Neglecting the things that you need can lead to a decline in physical health as well as make you feel insignificant. How has overlooking your needs made you feel? It’s important to evaluate the things that you need to feel your best. What are things that you need in order to function at 100%? What are things you need on a regular basis? It might be something you do, something you don’t do, or something you need to start doing. Take some time to think about this and write down five things that you need to feel your best.

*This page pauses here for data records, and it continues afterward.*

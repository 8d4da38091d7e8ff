//! Title file reader.

use bench_core::{LoadError, TitleMetadata};
use std::path::Path;
use tracing::debug;

/// Read the run title; the whole file content is the title.
pub fn read_title(path: impl AsRef<Path>) -> Result<TitleMetadata, LoadError> {
    let path = path.as_ref();
    let text = std::fs::read_to_string(path).map_err(|e| LoadError::from_io(path, &e))?;
    let title = TitleMetadata::new(text);
    debug!(path = %path.display(), title = %title, "Loaded title");
    Ok(title)
}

2. Give In To Your Desires-

There aren’t any prizes for depriving yourself of the things that you want. Needs are things that you have to have and wants are things that are nice to have. They don’t have to be physical or material objects. It’s a matter of giving into your heart’s desires. It’s the joy that you get out of doing something just because you want to. It might be going for a nice sunset walk instead of doing dishes or reading a book before work instead of checking emails. You can always come back to what has to get done, but indulging in what you want to do is a treat you haven’t given yourself enough if you’re feeling burnt out.

3. Make Yourself #1 On Your List of Priorities-

Do one thing you want and one thing you need for yourself every day. Set a reoccurring reminder on your phone so you won’t forget to make this part of your daily routine. It’s not about the amount of time it takes but the consistency in which you do it. I’m sure you’ll find that by giving yourself even 15 minutes a day of fulfilling a need and indulging in a want that you’ll feel a lot better. It’s a great way to de-stress and connect with yourself.

There’s more to life than feeling like you’re barely treading water. While life is full of responsibility and commitment, it’s also meant to be enjoyed. Taking the time to evaluate and fulfill your wants and needs can go a long way to improving the quality of your life. I can’t wait to hear what you think of these tips and how putting them into practice impacts your life.

30 Days For Me

 

To support you on your journey of self-care, I’ve created a 30-day practice to help you put these tips into action! You can find more details here.

Feel free to share this with someone you know could use it in their life! ❤

Wishing you all that you need to support you in your self-care practice,

Niki Meadows

Niki's Cards (2)

32 thoughts on “3 Self-Care Tips To Prevent Feeling Burnt Out (And Reset Your Batteries If You Already Are)”

    1. Exactly right! We often feel the pressure to do it the other way around but that’s not sustainable in a healthy way. Time for us to reroute that train of thought and take care of ourselves and in turn give others the best we have 💖 I hope you enjoy your practice 💖

      Liked by 1 person

    1. I know it! Think of this a preventative maintenance routine. Better to do a little to maintain yourself than allow yourself to break down.

      The 30-day practice can help support you in being consistent. Check it out if you want to give it a try in a way that paves the path ❤

      Liked by 1 person

  1. Hmm, guilty as charged re burn out; absentia and post reductions have helped greatly. Although my personal belief is the long winter affected me more than it should have. I didn’t feel right until the sun became warmer. Humble apologies for such a long break from catching up Niki.

    And lo, winters already coming back too! Mindful of it’s impact last year so hopefully, no repeats!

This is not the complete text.